School Agrees to No Longer Censor Religious Yearbook Entries
ACLU Settles Case On Behalf Of Christian Valedictorian
DETROIT – The American Civil Liberties Union of Michigan announced today that an out-of-court settlement has been reached between the 2001 Stevenson High School valedictorian and the Utica Community Schools over the censorship of her entry for the school’s 2001 yearbook. The student’s yearbook entry had been deleted from the yearbook because it contained a passage from the Bible.
“While it is true that schools may not constitutionally promote religion, they also must be very careful not to suppress the private religious expression of their students,” said Michael J. Steinberg, ACLU of Michigan Legal Director, who represented Abbey Moler, the Sterling Heights student. “This was a case where a high school had created a forum for student expression, yet censored a student’s speech because it was religious in nature."
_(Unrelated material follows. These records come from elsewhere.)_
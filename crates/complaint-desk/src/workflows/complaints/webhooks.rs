use serde::Deserialize;
use serde_json::Value;
use tracing::info;

use super::domain::{Complaint, ComplaintId, ComplaintSubmission, StatusChange};
use super::repository::{ComplaintRepository, NotificationPublisher};
use super::service::{ComplaintService, ComplaintServiceError};

pub const WEBHOOK_TYPE_HEADER: &str = "x-webhook-type";

/// Event types partner systems may push to the desk.
#[derive(Debug, Clone, Copy, PartialEq, Eq)]
pub enum WebhookKind {
    ComplaintStatusUpdate,
    NewComplaint,
    PaymentNotification,
}

impl WebhookKind {
    pub fn from_header(value: &str) -> Option<Self> {
        match value.trim() {
            "complaint_status_update" => Some(Self::ComplaintStatusUpdate),
            "new_complaint" => Some(Self::NewComplaint),
            "payment_notification" => Some(Self::PaymentNotification),
            _ => None,
        }
    }
}

#[derive(Debug, Clone, Deserialize)]
pub struct StatusWebhook {
    pub complaint_id: ComplaintId,
    #[serde(flatten)]
    pub change: StatusChange,
}

/// Decoded webhook payload.
#[derive(Debug, Clone)]
pub enum WebhookEvent {
    ComplaintStatusUpdate(StatusWebhook),
    NewComplaint(ComplaintSubmission),
    PaymentNotification(Value),
}

impl WebhookEvent {
    pub fn decode(kind: WebhookKind, body: Value) -> Result<Self, WebhookError> {
        let event = match kind {
            WebhookKind::ComplaintStatusUpdate => {
                Self::ComplaintStatusUpdate(serde_json::from_value(body)?)
            }
            WebhookKind::NewComplaint => Self::NewComplaint(serde_json::from_value(body)?),
            WebhookKind::PaymentNotification => Self::PaymentNotification(body),
        };
        Ok(event)
    }
}

/// What a processed webhook changed, if anything.
#[derive(Debug, Clone, PartialEq)]
pub enum WebhookOutcome {
    Updated(Complaint),
    Registered(Complaint),
    Acknowledged,
}

pub fn dispatch<R, N>(
    service: &ComplaintService<R, N>,
    event: WebhookEvent,
) -> Result<WebhookOutcome, WebhookError>
where
    R: ComplaintRepository + 'static,
    N: NotificationPublisher + 'static,
{
    match event {
        WebhookEvent::ComplaintStatusUpdate(StatusWebhook {
            complaint_id,
            change,
        }) => Ok(WebhookOutcome::Updated(
            service.update_status(&complaint_id, change)?,
        )),
        WebhookEvent::NewComplaint(submission) => {
            Ok(WebhookOutcome::Registered(service.submit(submission)?))
        }
        WebhookEvent::PaymentNotification(payload) => {
            info!(%payload, "payment notification received");
            Ok(WebhookOutcome::Acknowledged)
        }
    }
}

#[derive(Debug, thiserror::Error)]
pub enum WebhookError {
    #[error("unknown webhook type")]
    UnknownType,
    #[error("malformed webhook payload: {0}")]
    Payload(#[from] serde_json::Error),
    #[error(transparent)]
    Service(#[from] ComplaintServiceError),
}
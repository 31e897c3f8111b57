mod cli;
mod demo;
mod infra;
mod routes;
mod server;

use complaint_desk::error::AppError;

pub async fn run() -> Result<(), AppError> {
    cli::run().await
}
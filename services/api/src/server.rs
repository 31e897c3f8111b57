use crate::cli::ServeArgs;
use crate::infra::{in_memory_service, AppState, LoggingOutbox};
use crate::routes::with_complaint_routes;
use axum::Extension;
use axum_prometheus::PrometheusMetricLayer;
use complaint_desk::config::{AppConfig, TriageConfig};
use complaint_desk::error::AppError;
use complaint_desk::telemetry;
use std::sync::atomic::Ordering;
use std::sync::Arc;
use tracing::info;

pub(crate) async fn run(mut args: ServeArgs) -> Result<(), AppError> {
    let mut config = AppConfig::load()?;

    if let Some(host) = args.host.take() {
        config.server.host = host;
    }
    if let Some(port) = args.port.take() {
        config.server.port = port;
    }
    if let Some(latency_ms) = args.latency_ms.take() {
        config.triage = TriageConfig::with_latency_ms(latency_ms);
    }

    telemetry::init(&config.telemetry)?;

    let (prometheus_layer, prometheus_handle) = PrometheusMetricLayer::pair();
    let readiness_flag = Arc::new(std::sync::atomic::AtomicBool::new(false));
    let complaints = in_memory_service(config.triage.clone(), Arc::new(LoggingOutbox));
    let app_state = AppState {
        readiness: readiness_flag.clone(),
        metrics: Arc::new(prometheus_handle),
        complaints,
    };

    let app = with_complaint_routes(&app_state)
        .layer(Extension(app_state))
        .layer(prometheus_layer);

    let addr = config.server.socket_addr()?;
    let listener = tokio::net::TcpListener::bind(addr).await?;
    readiness_flag.store(true, Ordering::Release);

    info!(
        ?config.environment,
        %addr,
        latency_ms = config.triage.simulated_latency.as_millis() as u64,
        "complaint desk ready"
    );

    axum::serve(listener, app).await?;
    Ok(())
}
use super::image::ImageResolver;
use super::sanitize::DescriptionSanitizer;
use super::FilterConfig;
use crate::feed::{Article, RawFeedItem};
use crate::text::{clean_url, decode_entities, escape_html, strip_markup, trim_words};

/// Words kept in an article description
pub const DESCRIPTION_WORDS: usize = 30;

/// Why an item produced no article
#[derive(Debug, Clone, Copy, PartialEq, Eq)]
pub enum SkipReason {
    BlockedTitle,
    TooShort,
}

#[derive(Debug, Clone, PartialEq, Eq)]
pub enum Normalized {
    Article(Article),
    Skip(SkipReason),
}

/// Turns raw feed items into display-ready articles
///
/// Built once per aggregation run so custom filter patterns are compiled
/// only once.
pub struct ArticleNormalizer<'a> {
    config: &'a FilterConfig,
    sanitizer: DescriptionSanitizer,
    images: ImageResolver,
}

impl<'a> ArticleNormalizer<'a> {
    pub fn new(config: &'a FilterConfig) -> Self {
        Self {
            config,
            sanitizer: DescriptionSanitizer::new(config),
            images: ImageResolver::new(),
        }
    }

    pub fn normalize(&self, item: &RawFeedItem, source_label: &str) -> Normalized {
        if self.config.blocked_titles.contains(item.title.trim()) {
            return Normalized::Skip(SkipReason::BlockedTitle);
        }

        let plain = strip_markup(&item.description);

        if self.config.skip_short_content
            && plain.chars().count() < self.config.short_content_threshold
        {
            return Normalized::Skip(SkipReason::TooShort);
        }

        // Patterns run on plain text so tags cannot split a match
        let description = self.sanitizer.sanitize(&decode_entities(&plain));

        Normalized::Article(Article {
            title: escape_html(&decode_entities(&item.title)),
            link: item
                .permalink
                .as_deref()
                .and_then(clean_url)
                .unwrap_or_default(),
            description: trim_words(&escape_html(&description), DESCRIPTION_WORDS),
            publish_date: item.published.unwrap_or_default(),
            source: source_label.to_string(),
            image: self.images.resolve(item, source_label, self.config),
        })
    }
}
Ms. Moler was valedictorian of Stevenson High School’s class of 2001. She and a handful of other high achieving graduates were profiled in a section of the yearbook that listed the students’ activities and the colleges they planned to attend. In addition each student was invited to share some words of wisdom or advice to pass on to the rest of the school.
In previous years, students’ entries in the “wants to pass on” section ranged from serious advice to humorous tidbits. For example, one student wrote, “I’ll never grow old, I’ll never die, and I’ll always eat oatmeal.” Another student’s entry was simply, “One word: Plastics.”
Ms. Moler, a devout Christian, submitted a bible verse that she found meaningful. Her yearbook entry was meant to read:
I would like to share a favorite verse that shapes my life and guides me from day to day:
“‘For I know the plans I have for you,’ declares the Lord, ‘plans to prosper you and not to harm you, plans to give you hope and a future.’” Jeremiah 29:11 (New International Bible).
When the yearbook was published, Ms. Moler’s entry had been omitted. When she and her parents complained, they were told that the school could not publish the entry because it was religious.
"My personal relationship with Jesus Christ is the foundation of who I am, and the publication of my verse is critical in preserving student expression and First Amendment rights,” said Ms. Moler, who is studying to become a teacher. “I received a wonderful education from the Utica Community Schools and now that I’m entering the teaching profession, I wanted to do my part in maintaining the excellence of public education.”
The ACLU and the school district were able to negotiate a settlement without the need to file a lawsuit. The terms of the settlement include the following:
- The district will place a sticker with Abbey’s original entry in the copies of the 2001 yearbook on file with the school;
- The district has instructed the Stevenson High School yearbook staff not to censor entries in the “Wants to Pass On” section solely because they contain religious or political speech that others might find offensive;
- The district recently provided and will continue to provide in-service training and advice to school staff on free speech and religious freedom issues that arise in schools;
- The district will write a letter of regret to Abbey about the failure to include her entry in the yearbook.